Por meio disto, chegamos à técnica decisiva: a "historização".
O ator deve representar os acontecimentos como acontecimentos
históricos, isto é, que só acontecem uma vez, que são transitórios e
que estão unidos a uma determinada época. O comportamento das
pessoas nestes acontecimentos não é simplesmente humano e
imutável, tem certas particularidades, tem caraterísticas ultrapassadas
e a serem ultrapassadas em virtude do caminhar da História e
está sujeito à crítica do ponto de vista de cada época posterior. O
desenvolvimento constante nos distancia do comportamento daqueles
que nasceram antes de nós.
Em relação aos acontecimentos e comportamentos da época
atual, o ator deve usar a mesma distância que é mantida pelo
historiador. Ele deve nos distanciar estes acontecimentos e estas
pessoas.
Os acontecimentos e as pessoas cotidianas, do meio ambiente
em que se vive, nos são naturais porque nos são habituais. O
distanciamento tem a finalidade de chamar atenção sobre eles. A
técnica de se irritar diante dos acontecimentos corriqueiros, "óbvios",
dos quais não se duvida, foi desenvolvida cuidadosamente pela ciência
e nada impede que a arte também adote esta posição que é
extremamente útil.(15) É um comportamento que, na ciência, foi
consequência do crescimento da capacidade de produção dos homens
e que na arte também é consequência disto.

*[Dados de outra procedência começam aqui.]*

//! Resolution of slot assignments into CSS declarations.

use std::borrow::Cow;
use std::fmt;

use super::PropertySlot;
use crate::types::{Border, Color, Length, Value};
use crate::{Error, Result};

/// A single `name: value` CSS declaration.
#[derive(Debug, Clone, PartialEq, Eq)]
pub struct Declaration<'a> {
    /// Property name.
    pub name: &'a str,
    /// Property value, already serialized.
    pub value: Cow<'a, str>,
}

impl<'a> Declaration<'a> {
    /// Create a declaration.
    pub fn new(name: &'a str, value: impl Into<Cow<'a, str>>) -> Self {
        Self {
            name,
            value: value.into(),
        }
    }
}

impl fmt::Display for Declaration<'_> {
    fn fmt(&self, f: &mut fmt::Formatter<'_>) -> fmt::Result {
        write!(f, "{}:{}", self.name, self.value)
    }
}

#[derive(Debug, Clone, Copy)]
enum BorderPart {
    Width,
    Style,
    Color,
}

/// Expansion order for the `Border` composite.
const BORDER_EXPANSION: [(BorderPart, &str); 3] = [
    (BorderPart::Width, "border-width"),
    (BorderPart::Style, "border-style"),
    (BorderPart::Color, "border-color"),
];

/// Resolve a slot assignment into its declarations.
///
/// Primitive slots yield one declaration, or none when the value serializes
/// to "omit". Composite slots yield their fixed expansion, skipping unset
/// sub-fields.
///
/// # Errors
///
/// - [`Error::TypeMismatch`] if the slot does not accept the value's kind.
/// - [`Error::InvalidValue`] for a non-finite length magnitude.
pub fn resolve<'a>(slot: PropertySlot, value: &Value) -> Result<Vec<Declaration<'a>>> {
    let def = slot.def();
    let found = value.kind();
    if !def.kind.accepts(found) {
        return Err(Error::type_mismatch(def.name, def.kind, found));
    }

    match value {
        Value::Border(border) => expand_border(border),
        Value::Length(length) => {
            check_finite(def.name, length)?;
            Ok(primitive(def.name, value))
        }
        _ => Ok(primitive(def.name, value)),
    }
}

fn primitive<'a>(name: &'static str, value: &Value) -> Vec<Declaration<'a>> {
    match value.to_css() {
        Some(css) => vec![Declaration::new(name, css)],
        None => {
            tracing::trace!(property = name, "omitting empty value");
            Vec::new()
        }
    }
}

fn expand_border<'a>(border: &Border) -> Result<Vec<Declaration<'a>>> {
    let mut declarations = Vec::with_capacity(BORDER_EXPANSION.len());

    for (part, name) in BORDER_EXPANSION {
        let css = match part {
            BorderPart::Width => match &border.width {
                Some(width) => {
                    check_finite(name, width)?;
                    Some(width.to_css())
                }
                None => None,
            },
            BorderPart::Style => border.style.map(|style| style.as_css().to_string()),
            BorderPart::Color => border.color.as_ref().and_then(Color::to_css),
        };

        if let Some(css) = css {
            declarations.push(Declaration::new(name, css));
        }
    }

    Ok(declarations)
}

fn check_finite(property: &str, length: &Length) -> Result<()> {
    if length.is_finite() {
        Ok(())
    } else {
        Err(Error::invalid_value(
            property,
            format!("magnitude must be finite, got {:?}", length.magnitude()),
        ))
    }
}

#[cfg(test)]
mod tests {
    use super::*;
    use crate::schema::SlotKind;
    use crate::types::{BorderStyle, Display, ValueKind};

    fn css(declarations: Vec<Declaration<'_>>) -> Vec<String> {
        declarations.iter().map(ToString::to_string).collect()
    }

    #[test]
    fn primitive_slot_yields_one_declaration() {
        let out = resolve(PropertySlot::Display, &Display::Block.into()).unwrap();
        assert_eq!(css(out), ["display:block"]);
    }

    #[test]
    fn omitted_value_yields_nothing() {
        let out = resolve(PropertySlot::FontWeight, &Value::keyword("")).unwrap();
        assert!(out.is_empty());
    }

    #[test]
    fn border_expansion_order() {
        let border = Border::new()
            .color(Color::Inherit)
            .style(BorderStyle::Solid)
            .width(Length::ZERO);
        let out = resolve(PropertySlot::Border, &border.into()).unwrap();
        assert_eq!(
            css(out),
            ["border-width:0", "border-style:solid", "border-color:inherit"]
        );
    }

    #[test]
    fn border_omits_unset_fields() {
        let empty = resolve(PropertySlot::Border, &Border::new().into()).unwrap();
        assert!(empty.is_empty());

        let style_only = Border::new().style(BorderStyle::Dashed);
        let out = resolve(PropertySlot::Border, &style_only.into()).unwrap();
        assert_eq!(css(out), ["border-style:dashed"]);
    }

    #[test]
    fn kind_mismatch_is_rejected() {
        let err = resolve(PropertySlot::Height, &Color::Inherit.into()).unwrap_err();
        assert_eq!(
            err,
            Error::type_mismatch("height", SlotKind::Length, ValueKind::Color)
        );

        let err = resolve(PropertySlot::Border, &Value::raw("1px solid")).unwrap_err();
        assert!(matches!(err, Error::TypeMismatch { property: "border", .. }));
    }

    #[test]
    fn non_finite_length_is_rejected() {
        let err = resolve(PropertySlot::Width, &Length::px(f64::NAN).into()).unwrap_err();
        assert!(matches!(err, Error::InvalidValue { ref property, .. } if property == "width"));

        let border = Border::new().width(Length::em(f64::INFINITY));
        let err = resolve(PropertySlot::Border, &border.into()).unwrap_err();
        assert!(matches!(err, Error::InvalidValue { ref property, .. } if property == "border-width"));
    }

    #[test]
    fn keywords_accepted_on_typed_slots() {
        let out = resolve(PropertySlot::Color, &Value::inherit()).unwrap();
        assert_eq!(css(out), ["color:inherit"]);
    }
}
//! Named lengths for the spacing scale.
//!
//! Steps are multiples of `0.25rem`: `SIZE_4` is `1rem`, `SIZE_0_5` is
//! `0.125rem`.

use super::Length;

pub const SIZE_0: Length = Length::ZERO;
pub const SIZE_PX: Length = Length::px(1.0);
pub const SIZE_0_5: Length = Length::rem(0.125);
pub const SIZE_1: Length = Length::rem(0.25);
pub const SIZE_1_5: Length = Length::rem(0.375);
pub const SIZE_2: Length = Length::rem(0.5);
pub const SIZE_2_5: Length = Length::rem(0.625);
pub const SIZE_3: Length = Length::rem(0.75);
pub const SIZE_3_5: Length = Length::rem(0.875);
pub const SIZE_4: Length = Length::rem(1.0);
pub const SIZE_5: Length = Length::rem(1.25);
pub const SIZE_6: Length = Length::rem(1.5);
pub const SIZE_7: Length = Length::rem(1.75);
pub const SIZE_8: Length = Length::rem(2.0);
pub const SIZE_9: Length = Length::rem(2.25);
pub const SIZE_10: Length = Length::rem(2.5);
pub const SIZE_11: Length = Length::rem(2.75);
pub const SIZE_12: Length = Length::rem(3.0);
pub const SIZE_14: Length = Length::rem(3.5);
pub const SIZE_16: Length = Length::rem(4.0);
pub const SIZE_20: Length = Length::rem(5.0);
pub const SIZE_24: Length = Length::rem(6.0);
pub const SIZE_28: Length = Length::rem(7.0);
pub const SIZE_32: Length = Length::rem(8.0);
pub const SIZE_36: Length = Length::rem(9.0);
pub const SIZE_40: Length = Length::rem(10.0);
pub const SIZE_44: Length = Length::rem(11.0);
pub const SIZE_48: Length = Length::rem(12.0);
pub const SIZE_52: Length = Length::rem(13.0);
pub const SIZE_56: Length = Length::rem(14.0);
pub const SIZE_60: Length = Length::rem(15.0);
pub const SIZE_64: Length = Length::rem(16.0);
pub const SIZE_72: Length = Length::rem(18.0);
pub const SIZE_80: Length = Length::rem(20.0);
pub const SIZE_96: Length = Length::rem(24.0);

/// `100%`.
pub const FULL: Length = Length::percent(100.0);
/// `50%`.
pub const HALF: Length = Length::percent(50.0);
/// `auto`.
pub const AUTO: Length = Length::auto();
//! Vehicle Model

use serde::{Deserialize, Serialize};

/// Vehicle selected to carry a shipment
#[derive(Debug, Clone, Copy, Serialize, Deserialize, PartialEq, Eq, Default)]
#[serde(rename_all = "SCREAMING_SNAKE_CASE")]
pub enum VehicleType {
    /// Smallest capacity; the template default so a later explicit choice
    /// can only relax the weight constraint
    #[default]
    Bike,
    Car,
    Van,
    Truck,
}

impl VehicleType {
    /// Maximum total cargo weight in kilograms
    pub fn max_weight_kg(&self) -> f64 {
        match self {
            VehicleType::Bike => 100.0,
            VehicleType::Car => 500.0,
            VehicleType::Van => 1_500.0,
            VehicleType::Truck => 5_000.0,
        }
    }

    /// Display label
    pub fn label(&self) -> &'static str {
        match self {
            VehicleType::Bike => "bike",
            VehicleType::Car => "car",
            VehicleType::Van => "van",
            VehicleType::Truck => "truck",
        }
    }
}

#[cfg(test)]
mod tests {
    use super::*;

    #[test]
    fn test_capacities_increase_by_vehicle_size() {
        assert!(VehicleType::Bike.max_weight_kg() < VehicleType::Car.max_weight_kg());
        assert!(VehicleType::Car.max_weight_kg() < VehicleType::Van.max_weight_kg());
        assert!(VehicleType::Van.max_weight_kg() < VehicleType::Truck.max_weight_kg());
    }

    #[test]
    fn test_serializes_screaming_snake_case() {
        let json = serde_json::to_string(&VehicleType::Truck).unwrap();
        assert_eq!(json, "\"TRUCK\"");
        let back: VehicleType = serde_json::from_str("\"BIKE\"").unwrap();
        assert_eq!(back, VehicleType::Bike);
    }
}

Quanto às emoções, as tentativas com o Efeito-D nos espetáculos
do teatro épico alemão mostraram que também esta maneira de
interpretar causa emoções, se bem que estas fossem diferentes das do
teatro convencional.(16) Uma atitude crítica do espectador é uma
atitude totalmente artística.(17) A descrição do Efeito-D parece muito
mais antinatural do que um espetáculo no qual ele é aplicado.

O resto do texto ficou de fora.